If you look at the global box office revenue for the most successful movies of all time, you will find a lot of famous blockbusters in that list that everyone has something to say about. Something like, “Oh, yeah…” or “Yes, I saw that one!” Of course they included a terrific amount of hard work from very many people, and there was definitely something about them if people paid to see them. But from the point of view of a simple, yet opinionated movie-goer, they are all somewhat too imposing. It’s almost like they squash you with their sheer box-officeness and force you to think this just absolutely has to be something mind-blowing. Whereas you might feel like you would just like to be left alone. Possibly you might also be wishing you had spent your money on seeing another film.

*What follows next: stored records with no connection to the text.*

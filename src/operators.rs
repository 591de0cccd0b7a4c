//! Perturbation operators, and their construction from DALTON property labels.

use crate::integrals::{self, IntegralCache, IntegralLabel, Integrals};
use crate::prelude::*;

#[derive(Debug, Clone, Default, PartialEq, Eq)]
pub struct Operator {
    pub label: String,
    /// Imaginary (time-odd) operators couple through `A - B` instead of `A + B`.
    pub is_imaginary: Option<bool>,
    /// Spin-dependent operators perturb through the triplet response matrices.
    pub is_spin_dependent: Option<bool>,
    /// Component of the integral array this operator refers to; `None` means all.
    pub slice_idx: Option<usize>,
}

pub fn clean_dalton_label(label: &str) -> String {
    label.to_lowercase().replace(' ', "_")
}

fn coord1_to_slice(coord: char) -> Result<usize> {
    match coord {
        'x' => Ok(0),
        'y' => Ok(1),
        'z' => Ok(2),
        _ => bail!("invalid Cartesian coordinate `{coord}`"),
    }
}

fn coord2_to_slice(coord: &str) -> Result<usize> {
    match coord {
        "xx" => Ok(0),
        "xy" | "yx" => Ok(1),
        "xz" | "zx" => Ok(2),
        "yy" => Ok(3),
        "yz" | "zy" => Ok(4),
        "zz" => Ok(5),
        _ => bail!("invalid Cartesian tensor component `{coord}`"),
    }
}

/// Character at byte position `idx` of an ASCII label.
fn label_char(label: &str, idx: usize) -> Result<char> {
    let byte = label.as_bytes().get(idx).with_context(|| format!("label `{label}` is too short"))?;
    ensure!(byte.is_ascii(), "label `{label}` is not ASCII");
    Ok(*byte as char)
}

fn label_field(label: &str, range: std::ops::Range<usize>) -> Result<usize> {
    let field = label.get(range.clone()).with_context(|| format!("label `{label}` is too short"))?;
    field.parse::<usize>().with_context(|| format!("label `{label}`: `{field}` at {range:?} is not an index"))
}

/// Translate a DALTON property label (`XDIPLEN`, `SD 004 y`, ...) into an [`Operator`].
///
/// Labels that match no known operator give an operator with an empty label
/// and no flags set.
pub fn dalton_label_to_operator(label: &str) -> Result<Operator> {
    let label = clean_dalton_label(label);

    let operator = if label.contains("diplen") {
        Operator {
            label: "dipole".into(),
            is_imaginary: Some(false),
            is_spin_dependent: Some(false),
            slice_idx: Some(coord1_to_slice(label_char(&label, 0)?)?),
        }
    } else if label.contains("dipvel") {
        Operator {
            label: "dipvel".into(),
            is_imaginary: Some(true),
            is_spin_dependent: Some(false),
            slice_idx: Some(coord1_to_slice(label_char(&label, 0)?)?),
        }
    } else if label.contains("angmom") {
        Operator {
            label: "angmom".into(),
            is_imaginary: Some(true),
            is_spin_dependent: Some(false),
            slice_idx: Some(coord1_to_slice(label_char(&label, 0)?)?),
        }
    } else if label.contains("spnorb") {
        let mut operator_label = String::from("spinorb");
        match label_char(&label, 1)? {
            nelec @ ('1' | '2') => operator_label.push(nelec),
            // combined one- and two-electron
            '_' => operator_label.push('c'),
            _ => (),
        }
        Operator {
            label: operator_label,
            is_imaginary: Some(true),
            is_spin_dependent: Some(true),
            slice_idx: Some(coord1_to_slice(label_char(&label, 0)?)?),
        }
    } else if label.contains("fc") {
        let atomid = label_field(&label, 6..8)?;
        ensure!(atomid >= 1, "label `{label}`: atom numbering starts at 1");
        Operator {
            label: "fermi".into(),
            is_imaginary: Some(false),
            is_spin_dependent: Some(true),
            slice_idx: Some(atomid - 1),
        }
    } else if label.contains("sd") {
        // `sd_004_y`: Cartesian displacement 4 (atom 2, x), field component y
        let coord_atom = label_field(&label, 3..6)?;
        ensure!(coord_atom >= 1, "label `{label}`: coordinate numbering starts at 1");
        let atomid = (coord_atom - 1) / 3;
        let coord_1 = ['x', 'y', 'z'][(coord_atom - 1) % 3];
        let coord_2 = format!("{coord_1}{}", label_char(&label, 7)?);
        Operator {
            label: "sd".into(),
            is_imaginary: Some(false),
            is_spin_dependent: Some(true),
            slice_idx: Some(6 * atomid + coord2_to_slice(&coord_2)?),
        }
    } else if label.contains("pso") {
        Operator {
            label: "pso".into(),
            is_imaginary: Some(true),
            is_spin_dependent: Some(false),
            slice_idx: None,
        }
    } else {
        Operator::default()
    };

    Ok(operator)
}

impl Operator {
    pub fn is_imaginary(&self) -> bool {
        self.is_imaginary.unwrap_or(false)
    }

    pub fn is_spin_dependent(&self) -> bool {
        self.is_spin_dependent.unwrap_or(false)
    }

    /// Spin symmetry of the response matrices this operator perturbs through.
    pub fn spin(&self) -> Spin {
        if self.is_spin_dependent() { Spin::Triplet } else { Spin::Singlet }
    }

    /// One-electron integrals that represent this operator.
    pub fn integral_label(&self) -> Result<IntegralLabel> {
        match self.label.as_str() {
            "dipole" => Ok(integrals::DIPOLE),
            "dipvel" => Ok(integrals::DIPVEL),
            "angmom" => Ok(integrals::ANGMOM_COMMON_GAUGE),
            "spinorb1" => Ok(integrals::SO_1E),
            "" => bail!("empty operator has no integrals"),
            label => bail!("operator `{label}` has no one-electron integrals available"),
        }
    }

    /// Occupied-virtual property vectors, `[ncomp, nov]`.
    ///
    /// With `slice_idx` set only that component is kept, giving `[1, nov]`.
    pub fn vecs_property<I: Integrals>(
        &self,
        integrals: &mut IntegralCache<I>,
        mo_coeff: &Tsr,
        nocc: usize,
    ) -> Result<Tsr> {
        let label = self.integral_label()?;
        let ints_ao = integrals.get(&label)?;
        let vecs = indices::ao_to_ov(ints_ao, mo_coeff, nocc)?;
        match self.slice_idx {
            None => Ok(vecs),
            Some(idx) => {
                ensure!(
                    idx < label.comp,
                    "operator `{}` selects component {idx}, but `{}` has {} components",
                    self.label,
                    label.name,
                    label.comp
                );
                Ok(vecs.i(idx..idx + 1).to_owned())
            },
        }
    }
}

#[cfg(test)]
mod test {
    use super::*;

    #[test]
    fn test_clean_dalton_label() {
        assert_eq!(clean_dalton_label("SD 004 y"), "sd_004_y");
        assert_eq!(clean_dalton_label("XDIPLEN "), "xdiplen_");
    }

    #[test]
    fn test_dalton_label_to_operator() {
        let op = dalton_label_to_operator("ZDIPLEN").unwrap();
        assert_eq!(op.label, "dipole");
        assert_eq!(op.slice_idx, Some(2));
        assert_eq!(op.is_imaginary, Some(false));
        assert_eq!(op.spin(), Spin::Singlet);

        let op = dalton_label_to_operator("YDIPVEL").unwrap();
        assert_eq!((op.label.as_str(), op.slice_idx, op.is_imaginary()), ("dipvel", Some(1), true));

        let op = dalton_label_to_operator("XANGMOM").unwrap();
        assert_eq!((op.label.as_str(), op.slice_idx, op.is_imaginary()), ("angmom", Some(0), true));

        let op = dalton_label_to_operator("Y1SPNORB").unwrap();
        assert_eq!(op.label, "spinorb1");
        assert_eq!(op.slice_idx, Some(1));
        assert_eq!(op.spin(), Spin::Triplet);
        assert_eq!(dalton_label_to_operator("Z2SPNORB").unwrap().label, "spinorb2");
        assert_eq!(dalton_label_to_operator("X SPNORB").unwrap().label, "spinorbc");

        let op = dalton_label_to_operator("FC H  02").unwrap();
        assert_eq!((op.label.as_str(), op.slice_idx, op.is_imaginary()), ("fermi", Some(1), false));
        assert!(op.is_spin_dependent());

        // coordinate 5 belongs to atom 2 (y), paired with the z field component
        let op = dalton_label_to_operator("SD 005 z").unwrap();
        assert_eq!(op.label, "sd");
        assert_eq!(op.slice_idx, Some(6 + 4));
        let op = dalton_label_to_operator("SD 001 x").unwrap();
        assert_eq!(op.slice_idx, Some(0));

        let op = dalton_label_to_operator("PSO 001").unwrap();
        assert_eq!((op.label.as_str(), op.slice_idx, op.is_imaginary()), ("pso", None, true));

        let op = dalton_label_to_operator("XXQUADRU").unwrap();
        assert_eq!(op, Operator::default());
        assert_eq!(op.label, "");
        assert!(op.is_imaginary.is_none());
    }

    #[test]
    fn test_malformed_labels() {
        assert!(dalton_label_to_operator("QDIPLEN").is_err());
        assert!(dalton_label_to_operator("FC O  xx").is_err());
        assert!(dalton_label_to_operator("SD 001 q").is_err());
        assert!(dalton_label_to_operator("SD").is_err());
        // coordinates are read by byte position, so a multi-byte prefix is rejected
        assert!(dalton_label_to_operator("ÅDIPLEN").is_err());
        assert!(label_char("sd_001_é", 7).is_err());
        assert_eq!(label_char("sd_001_y", 7).unwrap(), 'y');
    }

    #[test]
    fn test_integral_label() {
        let op = dalton_label_to_operator("XDIPLEN").unwrap();
        assert_eq!(op.integral_label().unwrap(), integrals::DIPOLE);
        let op = dalton_label_to_operator("X1SPNORB").unwrap();
        assert_eq!(op.integral_label().unwrap(), integrals::SO_1E);
        assert!(dalton_label_to_operator("FC H  01").unwrap().integral_label().is_err());
        assert!(Operator::default().integral_label().is_err());
    }

    #[test]
    fn test_vecs_property() {
        let cint_data = init_h2o_def2_tzvp();
        let nao = cint_data.nao();
        let nocc = 5;
        let device = DeviceTsr::default();
        let mut mo_coeff: Tsr = rt::zeros(([nao, nao], &device));
        mo_coeff.diagonal_mut(None).fill(1.0);

        let mut cache = IntegralCache::new(integrals::IntegralsCint::new(&cint_data));
        let all = Operator { slice_idx: None, ..dalton_label_to_operator("XDIPLEN").unwrap() };
        let vecs_all = all.vecs_property(&mut cache, &mo_coeff, nocc).unwrap();
        assert_eq!(vecs_all.shape().to_vec(), vec![3, nocc * (nao - nocc)]);

        let y = dalton_label_to_operator("YDIPLEN").unwrap();
        let vecs_y = y.vecs_property(&mut cache, &mo_coeff, nocc).unwrap();
        assert_eq!(vecs_y.shape().to_vec(), vec![1, nocc * (nao - nocc)]);
        assert!((vecs_all.i(1) - vecs_y.i(0)).l2_norm() < 1e-14);
        assert_eq!(cache.len(), 1);
    }
}
//! Excitation energies and linear response from the A and B matrices.
//!
//! Everything is solved by dense symmetric eigendecomposition; the
//! occupied-virtual dimension of the molecules handled here is small enough
//! that no iterative subspace solver is needed.

use crate::prelude::*;

/// Eigenvalues below this fraction of the largest magnitude count as zero.
const SINGULAR_THRESHOLD: f64 = 1.0e-10;

fn check_square(mat: &Tsr, name: &str) -> Result<usize> {
    let shape = mat.shape();
    ensure!(shape.len() == 2 && shape[0] == shape[1], "{name} must be a square matrix, got shape {shape:?}");
    Ok(shape[0])
}

fn check_ab(a_mat: &Tsr, b_mat: &Tsr) -> Result<usize> {
    let nov = check_square(a_mat, "A")?;
    ensure!(
        check_square(b_mat, "B")? == nov,
        "A and B differ in shape ({:?} vs {:?})",
        a_mat.shape(),
        b_mat.shape()
    );
    Ok(nov)
}

/// `f(X) = V f(w) V^T` for symmetric `X = V w V^T`; `f` sees the eigenvalues.
fn symmetric_matrix_function(mat: &Tsr, f: impl Fn(&[f64]) -> Result<Vec<f64>>) -> Result<Tsr> {
    if mat.size() == 0 {
        return Ok(mat.to_owned());
    }
    let (w, v): (Tsr, Tsr) = rt::linalg::eigh(mat.view()).into();
    let fw = f(&w.to_vec())?;
    let fw: Tsr = rt::asarray((fw, vec![w.size()].c(), v.device()));
    Ok((&v * fw.i((None, ..))) % v.t())
}

fn inverse_symmetric(mat: &Tsr, name: &str) -> Result<Tsr> {
    symmetric_matrix_function(mat, |w| {
        let wmax = w.iter().fold(0.0_f64, |acc, x| acc.max(x.abs()));
        ensure!(
            w.iter().all(|x| x.abs() > SINGULAR_THRESHOLD * wmax),
            "{name} is singular (smallest eigenvalue magnitude {:e})",
            w.iter().fold(f64::INFINITY, |acc, x| acc.min(x.abs()))
        );
        Ok(w.iter().map(|x| 1.0 / x).collect())
    })
}

fn no_excitations(a_mat: &Tsr) -> Tsr {
    log::warn!("empty occupied-virtual space, there are no excitations");
    rt::asarray((Vec::<f64>::new(), vec![0].c(), a_mat.device()))
}

/// Tamm-Dancoff excitation energies, the eigenvalues of A in ascending order.
pub fn tda_excitation_energies(a_mat: &Tsr) -> Result<Tsr> {
    if check_square(a_mat, "A")? == 0 {
        return Ok(no_excitations(a_mat));
    }
    let (w, _): (Tsr, Tsr) = rt::linalg::eigh(a_mat.view()).into();
    Ok(w)
}

/// RPA excitation energies in ascending order.
///
/// The square roots of the eigenvalues of `(A-B)^{1/2} (A+B) (A-B)^{1/2}`.
/// Fails when `A-B` or `A+B` is not positive definite, which signals an
/// instability of the reference.
pub fn rpa_excitation_energies(a_mat: &Tsr, b_mat: &Tsr) -> Result<Tsr> {
    if check_ab(a_mat, b_mat)? == 0 {
        return Ok(no_excitations(a_mat));
    }
    let time = std::time::Instant::now();

    let amb = a_mat - b_mat;
    let apb = a_mat + b_mat;
    let amb_sqrt = symmetric_matrix_function(&amb, |w| {
        ensure!(
            w.iter().all(|&x| x > 0.0),
            "A-B is not positive definite (lowest eigenvalue {:e}); the reference is unstable",
            w[0]
        );
        Ok(w.iter().map(|x| x.sqrt()).collect())
    })?;

    let h = &amb_sqrt % apb % &amb_sqrt;
    let (w2, _): (Tsr, Tsr) = rt::linalg::eigh(h.view()).into();
    let w2 = w2.to_vec();
    ensure!(
        w2.iter().all(|&x| x > 0.0),
        "A+B is not positive definite (lowest squared excitation energy {:e}); the reference is unstable",
        w2[0]
    );
    log::debug!("Time elapsed (RPA eigenproblem): {:.2?}", time.elapsed());
    let nov = w2.len();
    let w = w2.into_iter().map(f64::sqrt).collect::<Vec<_>>();
    Ok(rt::asarray((w, vec![nov].c(), a_mat.device())))
}

/// Solve the frequency-dependent linear response equations for every row of `rhs`.
///
/// Real operators: `[(A+B) - w^2 (A-B)^{-1}] u = 2 v`.
/// Imaginary operators: `[(A-B) - w^2 (A+B)^{-1}] d = 2 v`.
///
/// `rhs` is `[ncomp, nov]` and the result has the same shape.
pub fn solve_linear_response(a_mat: &Tsr, b_mat: &Tsr, rhs: &Tsr, frequency: f64, is_imaginary: bool) -> Result<Tsr> {
    let nov = check_ab(a_mat, b_mat)?;
    ensure!(
        rhs.shape().len() == 2 && rhs.shape()[1] == nov,
        "right-hand side must have shape [ncomp, {nov}], got {:?}",
        rhs.shape()
    );
    if nov == 0 {
        return Ok(rhs.to_owned());
    }
    let time = std::time::Instant::now();

    let (lhs, rhs_inv, lhs_name) = if is_imaginary {
        (a_mat - b_mat, a_mat + b_mat, "A-B")
    } else {
        (a_mat + b_mat, a_mat - b_mat, "A+B")
    };
    let mut g = lhs;
    if frequency != 0.0 {
        let inv = inverse_symmetric(&rhs_inv, if is_imaginary { "A+B" } else { "A-B" })?;
        g -= frequency * frequency * inv;
    }
    let g_inv = inverse_symmetric(&g, &format!("{lhs_name} at frequency {frequency}"))?;

    // g is symmetric, so rows of the solution are g^{-1} (2 v) transposed
    let sol = 2.0_f64 * (rhs % g_inv);
    log::debug!("Time elapsed (linear response, frequency {frequency}): {:.2?}", time.elapsed());
    Ok(sol)
}

/// Solve for `vecs_perturbation` and contract with `vecs_property`.
pub fn linear_response(
    a_mat: &Tsr,
    b_mat: &Tsr,
    vecs_property: &Tsr,
    vecs_perturbation: &Tsr,
    frequency: f64,
    is_imaginary: bool,
) -> Result<ResponseResults> {
    let response_vectors = solve_linear_response(a_mat, b_mat, vecs_perturbation, frequency, is_imaginary)?;
    let results = indices::form_results(vecs_property, &response_vectors)?;
    Ok(ResponseResults { response_vectors, results })
}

It was different with “The Artist”, somehow. True, there’s plenty of hype and press coverage in this case as well. But somehow it’s not making you feel like it’s overhyped. Because once you see it, you might think it deserves all the coverage and accolades it’s getting. If you want to, you will like it. If not, you can hopefully still walk away without feeling like you’ve wasted your time. What I definitely agree with is Rolling Stone magazine’s description of Bérénice Bejo’s performance as “dazzling”. Mostly because that’s the word that settled in my mind once I had seen the movie. I am a simple movie-goer, but an opinionated one. And my opinion was that she had charmed me with her palpable vivacity and freshness. But so did Uggie the dog!
What was extremely refreshing about the movie was also its non-cliché take on the expected love story line. In short, “The Artist” was satisfyingly playful without being insipid, serious without being too dramatic, and wistful without being soppy.
And you know what else? Silent movies seem to make for a much quieter audience. You almost forget someone else is there in the theatre with you. It must be that old magic.